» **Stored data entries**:
^^^^^^^^

//! Game state representation.
//!
//! `World` owns every stack in a single arena keyed by `StackId`, alongside
//! the map, cities, sites, players and quests. Everything else in the crate
//! refers to stacks by id and resolves them against this arena, so a stack
//! that died or merged simply stops resolving.

use std::collections::BTreeMap;

use super::city::{City, CityId, CITY_CAPACITY};
use super::map::Map;
use super::player::{Diplomacy, Player, PlayerId};
use super::position::Position;
use super::quest::{Quest, QuestKind, QuestStatus};
use super::site::{Ruin, Temple};
use super::unit::{Army, ArmyId, Stack, StackId, MAX_STACK_SIZE};

/// The neutral player always has this id.
pub const NEUTRAL: PlayerId = PlayerId(0);

/// Complete game state at a point in time.
#[derive(Debug, Clone)]
pub struct World {
    pub map: Map,
    pub players: Vec<Player>,
    pub stacks: BTreeMap<StackId, Stack>,
    /// Cities indexed by `CityId`.
    pub cities: Vec<City>,
    pub ruins: Vec<Ruin>,
    pub temples: Vec<Temple>,
    pub quests: Vec<Quest>,
    pub diplomacy: Diplomacy,
    pub quests_enabled: bool,
    pub turn: u32,
    next_stack: u32,
    next_army: u32,
}

impl World {
    /// Creates a world with only the neutral player.
    pub fn new(map: Map) -> Self {
        World {
            map,
            players: vec![Player::neutral(NEUTRAL)],
            stacks: BTreeMap::new(),
            cities: Vec::new(),
            ruins: Vec::new(),
            temples: Vec::new(),
            quests: Vec::new(),
            diplomacy: Diplomacy::new(false),
            quests_enabled: true,
            turn: 1,
            next_stack: 1,
            next_army: 1,
        }
    }

    // --- players -------------------------------------------------------

    pub fn add_player(&mut self, name: &str, gold: u32) -> PlayerId {
        let id = PlayerId(self.players.len() as u8);
        self.players.push(Player::new(id, name, gold));
        id
    }

    pub fn player(&self, id: PlayerId) -> Option<&Player> {
        self.players.iter().find(|p| p.id == id)
    }

    pub fn player_mut(&mut self, id: PlayerId) -> Option<&mut Player> {
        self.players.iter_mut().find(|p| p.id == id)
    }

    pub fn is_neutral(&self, id: PlayerId) -> bool {
        self.player(id).map_or(false, |p| p.neutral)
    }

    /// True when `a` and `b` fight on contact. Neutrals are hostile to all.
    pub fn is_hostile(&self, a: PlayerId, b: PlayerId) -> bool {
        a != b && (self.is_neutral(a) || self.is_neutral(b) || self.diplomacy.at_war(a, b))
    }

    /// True when `b` is another, non-neutral player `a` is at peace with.
    pub fn is_foreign(&self, a: PlayerId, b: PlayerId) -> bool {
        a != b && !self.is_hostile(a, b)
    }

    pub fn declare_war(&mut self, a: PlayerId, b: PlayerId) -> bool {
        self.diplomacy.declare_war(a, b)
    }

    /// A player is alive while it owns a city or a stack.
    pub fn is_alive(&self, id: PlayerId) -> bool {
        self.cities.iter().any(|c| c.owner == id) || self.stacks.values().any(|s| s.owner == id)
    }

    // --- armies and stacks ---------------------------------------------

    pub fn new_army(&mut self, name: &str, strength: u32, max_moves: u32) -> Army {
        let id = ArmyId(self.next_army);
        self.next_army += 1;
        Army::new(id, name, strength, max_moves)
    }

    pub fn new_hero(&mut self, name: &str, strength: u32, max_moves: u32) -> Army {
        let id = ArmyId(self.next_army);
        self.next_army += 1;
        Army::hero(id, name, strength, max_moves)
    }

    /// Adds a stack to the arena and returns its id.
    pub fn add_stack(&mut self, owner: PlayerId, pos: Position, armies: Vec<Army>) -> StackId {
        let id = StackId(self.next_stack);
        self.next_stack += 1;
        for army in &armies {
            self.next_army = self.next_army.max(army.id.0 + 1);
        }
        self.stacks.insert(id, Stack::new(id, owner, pos, armies));
        id
    }

    pub fn stack(&self, id: StackId) -> Option<&Stack> {
        self.stacks.get(&id)
    }

    pub fn stack_mut(&mut self, id: StackId) -> Option<&mut Stack> {
        self.stacks.get_mut(&id)
    }

    pub fn remove_stack(&mut self, id: StackId) -> Option<Stack> {
        self.stacks.remove(&id)
    }

    pub fn stacks_of(&self, owner: PlayerId) -> impl Iterator<Item = &Stack> {
        self.stacks.values().filter(move |s| s.owner == owner)
    }

    /// Ids of every stack at `pos`, in id order.
    pub fn stacks_at(&self, pos: Position) -> Vec<StackId> {
        self.stacks
            .values()
            .filter(|s| s.pos == pos)
            .map(|s| s.id)
            .collect()
    }

    /// Ids of every stack within `radius` tiles of `pos`, in id order.
    pub fn stacks_within(&self, pos: Position, radius: u32) -> Vec<StackId> {
        self.stacks
            .values()
            .filter(|s| s.pos.distance(pos) <= radius)
            .map(|s| s.id)
            .collect()
    }

    /// Number of armies `owner` has on `pos`, ignoring the stack `except`.
    pub fn armies_at(&self, pos: Position, owner: PlayerId, except: Option<StackId>) -> usize {
        self.stacks
            .values()
            .filter(|s| s.pos == pos && s.owner == owner && Some(s.id) != except)
            .map(|s| s.size())
            .sum()
    }

    /// True when a stack of `size` armies of `owner` can end its move on `pos`.
    pub fn can_join(&self, pos: Position, owner: PlayerId, size: usize, except: Option<StackId>) -> bool {
        self.armies_at(pos, owner, except) + size <= MAX_STACK_SIZE
    }

    /// Returns the stack carrying the given army.
    pub fn stack_with_army(&self, army: ArmyId) -> Option<StackId> {
        self.stacks
            .values()
            .find(|s| s.contains_army(army))
            .map(|s| s.id)
    }

    /// Moves `armies` out of stack `id` into a new stack on the same tile.
    ///
    /// Returns `None` (and changes nothing) when the selection is empty,
    /// covers the whole stack or names armies the stack does not carry.
    pub fn split_stack(&mut self, id: StackId, armies: &[ArmyId]) -> Option<StackId> {
        let stack = self.stacks.get(&id)?;
        if armies.is_empty()
            || armies.len() >= stack.size()
            || !armies.iter().all(|a| stack.contains_army(*a))
        {
            return None;
        }
        let before = stack.size();
        let (owner, pos) = (stack.owner, stack.pos);

        let stack = self.stacks.get_mut(&id)?;
        let (moved, kept): (Vec<Army>, Vec<Army>) =
            stack.armies.drain(..).partition(|a| armies.contains(&a.id));
        stack.armies = kept;
        let remainder = stack.size();

        let new_id = self.add_stack(owner, pos, moved);
        let split = self.stacks[&new_id].size();
        assert_eq!(
            remainder + split,
            before,
            "split of stack {} lost armies",
            id.0
        );
        Some(new_id)
    }

    /// Moves every army of `from` into `into`. Both must share owner and tile.
    pub fn join_stacks(&mut self, into: StackId, from: StackId) {
        assert_ne!(into, from, "stack {} joined into itself", into.0);
        let donor = self
            .stacks
            .remove(&from)
            .unwrap_or_else(|| panic!("join from missing stack {}", from.0));
        let target = self
            .stacks
            .get_mut(&into)
            .unwrap_or_else(|| panic!("join into missing stack {}", into.0));
        assert_eq!(target.owner, donor.owner, "join across owners");
        assert_eq!(target.pos, donor.pos, "join across tiles");
        assert!(
            target.size() + donor.size() <= MAX_STACK_SIZE,
            "join of {} and {} exceeds stack size",
            into.0,
            from.0
        );
        target.armies.extend(donor.armies);
        target.parked = target.parked && donor.parked;
    }

    /// Merges every stack `owner` has on `pos` into the lowest-id one.
    ///
    /// Panics if the tile holds more armies than one stack may carry: the
    /// join rules guarantee that never happens.
    pub fn merge_tile(&mut self, pos: Position, owner: PlayerId) -> Option<StackId> {
        let ids: Vec<StackId> = self
            .stacks
            .values()
            .filter(|s| s.pos == pos && s.owner == owner)
            .map(|s| s.id)
            .collect();
        let (&first, rest) = ids.split_first()?;
        for &other in rest {
            self.join_stacks(first, other);
        }
        let remaining = self
            .stacks
            .values()
            .filter(|s| s.pos == pos && s.owner == owner)
            .count();
        assert_eq!(remaining, 1, "tile {:?} still holds {} stacks after merge", pos, remaining);
        Some(first)
    }

    // --- cities --------------------------------------------------------

    pub fn add_city(&mut self, name: &str, pos: Position, owner: PlayerId) -> CityId {
        let id = CityId(self.cities.len() as u32);
        self.cities.push(City::new(id, name, pos, owner));
        id
    }

    pub fn city(&self, id: CityId) -> Option<&City> {
        self.cities.get(id.0 as usize)
    }

    pub fn city_mut(&mut self, id: CityId) -> Option<&mut City> {
        self.cities.get_mut(id.0 as usize)
    }

    /// The city whose footprint covers `pos`.
    pub fn city_at(&self, pos: Position) -> Option<&City> {
        self.cities.iter().find(|c| c.contains(pos))
    }

    pub fn cities_of(&self, owner: PlayerId) -> impl Iterator<Item = &City> {
        self.cities.iter().filter(move |c| c.owner == owner)
    }

    /// The nearest city to `from` accepted by `filter`; first found on ties.
    pub fn nearest_city<F>(&self, from: Position, filter: F) -> Option<CityId>
    where
        F: Fn(&City) -> bool,
    {
        let mut best: Option<(u32, CityId)> = None;
        for city in self.cities.iter().filter(|c| filter(c)) {
            let d = city.distance(from);
            if best.map_or(true, |(bd, _)| d < bd) {
                best = Some((d, city.id));
            }
        }
        best.map(|(_, id)| id)
    }

    /// Stacks standing inside the city, optionally restricted to one owner.
    pub fn stacks_in_city(&self, city: CityId, owner: Option<PlayerId>) -> Vec<StackId> {
        let Some(city) = self.city(city) else {
            return Vec::new();
        };
        self.stacks
            .values()
            .filter(|s| city.contains(s.pos) && owner.map_or(true, |o| s.owner == o))
            .map(|s| s.id)
            .collect()
    }

    /// Number of armies of `owner` inside the city.
    pub fn armies_in_city(&self, city: CityId, owner: PlayerId) -> usize {
        self.stacks_in_city(city, Some(owner))
            .iter()
            .filter_map(|id| self.stack(*id))
            .map(|s| s.size())
            .sum()
    }

    /// How many more armies of `owner` the city can take.
    pub fn free_capacity(&self, city: CityId, owner: PlayerId) -> usize {
        CITY_CAPACITY.saturating_sub(self.armies_in_city(city, owner))
    }

    /// Hands the city to a new owner and restarts its production.
    pub fn capture_city(&mut self, city: CityId, owner: PlayerId) {
        if let Some(c) = self.city_mut(city) {
            c.owner = owner;
            c.progress = 0;
        }
    }

    // --- quests --------------------------------------------------------

    pub fn quest_for(&self, hero: ArmyId) -> Option<&Quest> {
        self.quests.iter().find(|q| q.hero == hero)
    }

    /// Where the quest currently wants its hero to go.
    pub fn quest_target(&self, quest: &Quest) -> Option<Position> {
        match quest.kind {
            QuestKind::KillHero(target) => self
                .stack_with_army(target)
                .and_then(|id| self.stack(id))
                .map(|s| s.pos),
            QuestKind::CaptureCity(city) => self
                .city(city)
                .filter(|c| c.owner != quest.owner && !c.burnt)
                .map(|c| c.pos),
        }
    }

    fn quest_status(&self, quest: &Quest) -> QuestStatus {
        if self.stack_with_army(quest.hero).is_none() {
            return QuestStatus::Expired;
        }
        let done = match quest.kind {
            QuestKind::KillHero(target) => self.stack_with_army(target).is_none(),
            QuestKind::CaptureCity(city) => self.city(city).map_or(false, |c| c.owner == quest.owner),
        };
        if done {
            QuestStatus::Completed
        } else if self.turn > quest.deadline {
            QuestStatus::Expired
        } else {
            QuestStatus::Pending
        }
    }

    /// Evaluates every quest and drops the finished ones.
    pub fn update_quests(&mut self) -> Vec<(Quest, QuestStatus)> {
        let mut finished = Vec::new();
        let mut pending = Vec::new();
        for quest in std::mem::take(&mut self.quests) {
            match self.quest_status(&quest) {
                QuestStatus::Pending => pending.push(quest),
                status => finished.push((quest, status)),
            }
        }
        self.quests = pending;
        finished
    }
}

^^^^^^^^

» **Task directions**:
Write down again, exactly as given, only the lines above that fall from the line with "self.stacks.values().filter(move |s| s.owner" to the line with "s.pos == pos)", inclusive.

» **Output for this exercise**:
        self.stacks.values().filter(move |s| s.owner == owner)
    }

    /// Ids of every stack at `pos`, in id order.
    pub fn stacks_at(&self, pos: Position) -> Vec<StackId> {
        self.stacks
            .values()
            .filter(|s| s.pos == pos)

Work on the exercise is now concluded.